She looks up. "Very much so," Morag agrees without modesty for her, or her Weyr's, belongings. "What did you think you saw?" ... "It's all right. Sit." Other than the bench, there are a couple of hourglass-shaped rattan stools, not necessarily the most stable but available.
"Oh, I can't stay," protests Lo, shaking her head and taking a step back. It's then she recalls the basket in her tightly gripped hands. "I... we had some free time today and I made these for you. Here." The basket is thrust forward to the Weyrwoman.
"And here we walked all this way," Morag says lightly. "Thank you," for she's accepted it, though she doesn't yet look in, other than to check whether the fallen-on-the-floor cloth had been replaced. "What did you think you saw?" That's twice.
"Ooooh." The phrases 'oh' and 'I mean,' may very well be fifty percent of Lo's lexicon. "I thought I saw, well, I read a story a long time ago. Far off places, magic kingdoms." A prince in disguise!. "And one of the tapestries looked a little like the illustrations? But I'm sure it wasn't." Because surely Morag of all people wouldn't have those fanciful notions. "I didn't really get a good look. I promise." She absolutely was not invading this woman's private space at all. Nope.
"Of course you didn't," Morag says. "It was dark." She considers her, and then the basket, and any number of other things less visibly.
"Please get me water and a napkin," the woman says crisply. "There's a flagon on my entry table," entry from the lower caverns that would be. "On your way back, add a glowbasket from the weyr," as opposed to the one that undoubtedly is also sitting on said table, "and walk slowly."
"Unless you feel you can't be spared?"
Lo's eyes cast upwards, visibly calculating how she might manage to carry all this (and not fall) and how much time she has left on her hands, and then drops her chin to nod quickly. "No, ma'am, I- I could do that for you. The water flagon by the table, a napkin, and a basket." The way she says it nodding with each syllable lends credence to the idea that she might repeat this litany the entire way to her destination. Her steps are hurried, though careful enough not to trip, and she tries not to look at her surroundings but fails when a bright flash of color, even in the dimness, catches her gaze briefly, before its flicked away. She didn't see anything.
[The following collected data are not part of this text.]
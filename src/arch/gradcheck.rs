//! Finite difference checks of the analytic gradient computed by [`backpropagate`].

use ndarray::{ArrayView1, ArrayView2};

use super::{
    backpropagate,
    loss::{LossFn, Mse},
    unroll, Params,
};
use crate::{Result, RnnErr};

/// The comparison between the analytic and the numerical gradient.
#[derive(Debug, Clone, Copy, PartialEq)]
pub struct GradCheck {
    pub analytic: Params,
    pub numerical: Params,
    pub max_abs_err: f64,
}

fn mse_at(x: ArrayView2<f64>, y: ArrayView1<f64>, params: Params) -> f64 {
    let states = unroll(x, params);
    Mse.loss(states.column(states.ncols() - 1), y)
}

/// Approximates the gradient of the mean squared error with central differences.
///
/// # Arguments
/// * `x` - The batch.
/// * `y` - The targets.
/// * `params` - The point where the gradient is evaluated.
/// * `eps` - The perturbation applied to each parameter.
pub fn numerical_gradient(
    x: ArrayView2<f64>,
    y: ArrayView1<f64>,
    params: Params,
    eps: f64,
) -> Params {
    let raw: [f64; 2] = params.into();
    let mut grad = [0.0; Params::LEN];

    for (i, g) in grad.iter_mut().enumerate() {
        let mut plus = raw;
        let mut minus = raw;
        plus[i] += eps;
        minus[i] -= eps;

        *g = (mse_at(x, y, plus.into()) - mse_at(x, y, minus.into())) / (2.0 * eps);
    }

    grad.into()
}

/// Computes both the analytic and the numerical gradient of the mean squared error.
///
/// # Returns
/// The two gradients and the largest absolute difference between them, or an error if `x`
/// and `y` have a different amount of rows.
pub fn check_gradient(
    x: ArrayView2<f64>,
    y: ArrayView1<f64>,
    params: Params,
    eps: f64,
) -> Result<GradCheck> {
    let states = unroll(x, params);
    let y_pred = states.column(states.ncols() - 1);

    if y_pred.len() != y.len() {
        return Err(RnnErr::SizeMismatch {
            what: "targets",
            got: y.len(),
            expected: y_pred.len(),
        });
    }

    let d_out = Mse.loss_prime(y_pred, y);
    let analytic = backpropagate(x, states.view(), d_out.view(), params.recurrence_weight)?.grad;
    let numerical = numerical_gradient(x, y, params, eps);

    let max_abs_err = (analytic.input_weight - numerical.input_weight)
        .abs()
        .max((analytic.recurrence_weight - numerical.recurrence_weight).abs());

    Ok(GradCheck {
        analytic,
        numerical,
        max_abs_err,
    })
}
But once in the main chambers, she looks, ostensibly to find the entry table and the flagon. She has to now, it's been commanded.
"Very good."
That bright-glimpsed robe, its silken material full of geometric triangles, drapes over a brocade chaise. Mirrors, even in dimness, reflect movement. Patterns, designs, provide bold shapes but also internal details. Peeping out from niches are figurines, or decorative glowbaskets that smile, or -- unlike the little oasis -- succulent plants. Here in Igen, the Weyrwoman likes flowers.
The pewter flagon's self-lidded against dust, sized for a woman's... a petite woman's hand; Alendis may dispose of it, one day. Of course, so might the others. The nearby napkin is embroidered at the corner, more easily felt than seen. There's a child-sized handprint in clay, a pair of slippers by every outer entrance, a bronze bell with a star for a handle.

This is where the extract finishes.